Data extracted from a collection:
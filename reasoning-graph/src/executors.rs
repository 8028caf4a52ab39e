//! Capability and object-property executors (§4.9).
//!
//! Both share a helper that normalizes the LLM's raw plan into `mode`,
//! coerced `filters`, and page bounds before building a data-service
//! request.

use crate::data_client::{
    DataFilter, DataGroupAnalysisRequest, DataQueryRequest, DataServiceClient, FilterOp,
    MetricSpec, SortOrder,
};
use crate::llm::{invoke_plan_json, LlmRouting};
use crate::tools::{AttributeDetail, GraphToolAgent, ObjectPropertyDetail, OntologyDetail};
use crate::types::DataPlan;
use reasoning_core::{EngineError, ReasoningError, ReasoningResult};
use reasoning_llm::AuditCallback;
use serde_json::Value;
use std::collections::HashSet;

/// A normalized plan, shared shape across both executors.
#[derive(Debug, Clone)]
pub struct NormalizedPlan {
    pub mode: PlanMode,
    pub filters: Vec<DataFilter>,
    pub page: i64,
    pub page_size: i64,
    pub group_by: Vec<String>,
    pub metrics: Vec<MetricSpec>,
}

#[derive(Debug, Clone, Copy, PartialEq, Eq)]
pub enum PlanMode {
    Query,
    GroupAnalysis,
}

fn coerce_op(raw: &str) -> FilterOp {
    match raw {
        "like" => FilterOp::Like,
        "in" => FilterOp::In,
        _ => FilterOp::Eq,
    }
}

/// Normalize a raw LLM plan per §4.9: `mode`, filters (op coerced to `eq`
/// when unknown, empty `field` dropped), `page`/`page_size` floored at 1,
/// `group_by` defaulted to the first catalog field when empty and
/// `mode=group-analysis`.
pub fn normalize_plan(raw: &DataPlan, attribute_catalog: &[AttributeDetail]) -> NormalizedPlan {
    let mode = match raw.mode.as_deref() {
        Some("group-analysis") => PlanMode::GroupAnalysis,
        _ => PlanMode::Query,
    };

    let filters = raw
        .filters
        .iter()
        .filter(|f| !f.field.trim().is_empty())
        .map(|f| DataFilter {
            field: f.field.clone(),
            op: coerce_op(&f.op),
            value: f.value.clone(),
        })
        .collect();

    let page = raw.page.unwrap_or(1).max(1);
    let page_size = raw.page_size.unwrap_or(20).max(1);

    let mut group_by = raw.group_by.clone();
    if mode == PlanMode::GroupAnalysis && group_by.is_empty() {
        if let Some(first) = attribute_catalog.first() {
            group_by.push(first.field_name.clone());
        }
    }

    let metrics = raw
        .metrics
        .iter()
        .map(|m| MetricSpec {
            agg: m.agg.clone(),
            field: m.field.clone(),
            alias: m.alias.clone(),
        })
        .collect();

    NormalizedPlan {
        mode,
        filters,
        page,
        page_size,
        group_by,
        metrics,
    }
}

async fn run_plan(
    data_client: &dyn DataServiceClient,
    class_id: &str,
    plan: &NormalizedPlan,
) -> ReasoningResult<Value> {
    match plan.mode {
        PlanMode::Query => {
            data_client
                .query(&DataQueryRequest {
                    class_id: class_id.to_string(),
                    filters: plan.filters.clone(),
                    page: plan.page,
                    page_size: plan.page_size,
                    sort_field: None,
                    sort_order: SortOrder::Asc,
                })
                .await
        }
        PlanMode::GroupAnalysis => {
            data_client
                .group_analysis(&DataGroupAnalysisRequest {
                    class_id: class_id.to_string(),
                    group_by: plan.group_by.clone(),
                    metrics: plan.metrics.clone(),
                    filters: plan.filters.clone(),
                    page: plan.page,
                    page_size: plan.page_size,
                    sort_by: None,
                    sort_order: SortOrder::Asc,
                })
                .await
        }
    }
}

/// Ask the LLM for a plan using the capability detail, the anchor ontology,
/// and its attribute catalog; execute it; return the §4.9 result shape.
pub async fn execute_capability(
    routing: &LlmRouting<'_>,
    query: &str,
    capability_code: &str,
    anchor: &OntologyDetail,
    data_client: &dyn DataServiceClient,
    audit_cb: &AuditCallback,
) -> ReasoningResult<Value> {
    let capability = anchor
        .capabilities
        .iter()
        .find(|c| c.as_str() == capability_code)
        .ok_or_else(|| {
            ReasoningError::Engine(EngineError::NoExecutableResource {
                code: capability_code.to_string(),
            })
        })?;

    let system_prompt = "Given a capability, the anchor ontology, and its attribute catalog, \
        produce a data query or group-analysis plan as JSON.";
    let user_payload = serde_json::json!({
        "query": query,
        "capability_code": capability,
        "anchor_ontology": anchor,
        "attribute_catalog": anchor.attribute_catalog,
    });
    let schema_hint = serde_json::json!({
        "mode": "query|group-analysis",
        "filters": [{"field": "string", "op": "eq|like|in", "value": "any"}],
        "page": "number", "page_size": "number",
        "group_by": ["string"], "metrics": [{"agg": "string", "field": "string?", "alias": "string?"}],
    });

    let raw_plan: DataPlan = invoke_plan_json(
        routing,
        "execute_capability",
        system_prompt,
        &user_payload,
        &schema_hint,
        audit_cb,
    )
    .await?;
    let plan = normalize_plan(&raw_plan, &anchor.attribute_catalog);
    let data_execution = run_plan(data_client, &anchor.class_id, &plan).await?;

    Ok(serde_json::json!({
        "executor_type": "capability",
        "execution_mode": plan_mode_str(plan.mode),
        "executor_plan": raw_plan,
        "data_request": {
            "class_id": anchor.class_id,
            "filters": plan.filters,
            "page": plan.page,
            "page_size": plan.page_size,
        },
        "data_execution": data_execution,
    }))
}

fn plan_mode_str(mode: PlanMode) -> &'static str {
    match mode {
        PlanMode::Query => "query",
        PlanMode::GroupAnalysis => "group-analysis",
    }
}

/// Compute target-ontology candidates (`domain ∪ range` minus the current
/// ontology), ask the LLM to pick one and plan the query against its
/// catalog, then execute. Fails `VALIDATION` when no candidate exists.
pub async fn execute_object_property(
    routing: &LlmRouting<'_>,
    query: &str,
    object_property: &ObjectPropertyDetail,
    anchor_code: &str,
    graph_tools: &dyn GraphToolAgent,
    data_client: &dyn DataServiceClient,
    audit_cb: &AuditCallback,
) -> ReasoningResult<Value> {
    let candidates: Vec<String> = object_property
        .domain
        .iter()
        .chain(object_property.range.iter())
        .filter(|code| code.as_str() != anchor_code)
        .cloned()
        .collect::<HashSet<_>>()
        .into_iter()
        .collect();

    if candidates.is_empty() {
        return Err(ReasoningError::Engine(EngineError::NoTargetOntologyCandidates {
            code: object_property.code.clone(),
        }));
    }

    let system_prompt = "Given an object property, its candidate target ontologies, and the \
        user's query, pick one target ontology code and produce a data plan against its \
        attribute catalog.";
    let user_payload = serde_json::json!({
        "query": query,
        "object_property": object_property,
        "target_ontology_candidates": candidates,
    });
    let schema_hint = serde_json::json!({
        "target_ontology_code": "string",
        "mode": "query|group-analysis",
        "filters": [{"field": "string", "op": "eq|like|in", "value": "any"}],
        "page": "number", "page_size": "number",
        "group_by": ["string"], "metrics": [{"agg": "string", "field": "string?", "alias": "string?"}],
    });

    let raw_plan: DataPlan = invoke_plan_json(
        routing,
        "execute_object_property",
        system_prompt,
        &user_payload,
        &schema_hint,
        audit_cb,
    )
    .await?;

    let target_code = raw_plan
        .target_ontology_code
        .clone()
        .filter(|c| candidates.contains(c))
        .unwrap_or_else(|| candidates[0].clone());

    let target_ontology = graph_tools.get_ontology_details(&target_code).await?;
    let plan = normalize_plan(&raw_plan, &target_ontology.attribute_catalog);
    let data_execution = run_plan(data_client, &target_ontology.class_id, &plan).await?;

    Ok(serde_json::json!({
        "executor_type": "object_property",
        "execution_mode": plan_mode_str(plan.mode),
        "executor_plan": raw_plan,
        "data_request": {
            "class_id": target_ontology.class_id,
            "filters": plan.filters,
            "page": plan.page,
            "page_size": plan.page_size,
        },
        "data_execution": data_execution,
        "target_ontology": target_ontology,
    }))
}

#[cfg(test)]
mod tests {
    use super::*;
    use crate::tools::AttributeDetail;

    fn catalog() -> Vec<AttributeDetail> {
        vec![AttributeDetail {
            attribute_id: "attr-1".to_string(),
            code: "mobile".to_string(),
            name: "Mobile".to_string(),
            data_type: "string".to_string(),
            description: None,
            field_name: "mobile_number".to_string(),
        }]
    }

    #[test]
    fn normalize_plan_coerces_unknown_op_and_drops_empty_field() {
        let raw = DataPlan {
            mode: Some("query".to_string()),
            filters: vec![
                crate::types::RawFilter {
                    field: "mobile".to_string(),
                    op: "contains".to_string(),
                    value: serde_json::json!("123"),
                },
                crate::types::RawFilter {
                    field: "".to_string(),
                    op: "eq".to_string(),
                    value: serde_json::json!("x"),
                },
            ],
            page: Some(0),
            page_size: Some(0),
            group_by: vec![],
            metrics: vec![],
            target_ontology_code: None,
        };
        let plan = normalize_plan(&raw, &catalog());
        assert_eq!(plan.filters.len(), 1);
        assert_eq!(plan.filters[0].op, FilterOp::Eq);
        assert_eq!(plan.page, 1);
        assert_eq!(plan.page_size, 1);
    }

    #[test]
    fn normalize_plan_defaults_group_by_to_first_catalog_field() {
        let raw = DataPlan {
            mode: Some("group-analysis".to_string()),
            ..Default::default()
        };
        let plan = normalize_plan(&raw, &catalog());
        assert_eq!(plan.mode, PlanMode::GroupAnalysis);
        assert_eq!(plan.group_by, vec!["mobile_number".to_string()]);
    }
}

*Problem to solve*: Having located the line containing "assert_eq!(plan.filters.len(), 1);", set it down along with every line after it through the end of the data, reproducing each exactly.

*Your response*:
        assert_eq!(plan.filters.len(), 1);
        assert_eq!(plan.filters[0].op, FilterOp::Eq);
        assert_eq!(plan.page, 1);
        assert_eq!(plan.page_size, 1);
    }

    #[test]
    fn normalize_plan_defaults_group_by_to_first_catalog_field() {
        let raw = DataPlan {
            mode: Some("group-analysis".to_string()),
            ..Default::default()
        };
        let plan = normalize_plan(&raw, &catalog());
        assert_eq!(plan.mode, PlanMode::GroupAnalysis);
        assert_eq!(plan.group_by, vec!["mobile_number".to_string()]);
    }
}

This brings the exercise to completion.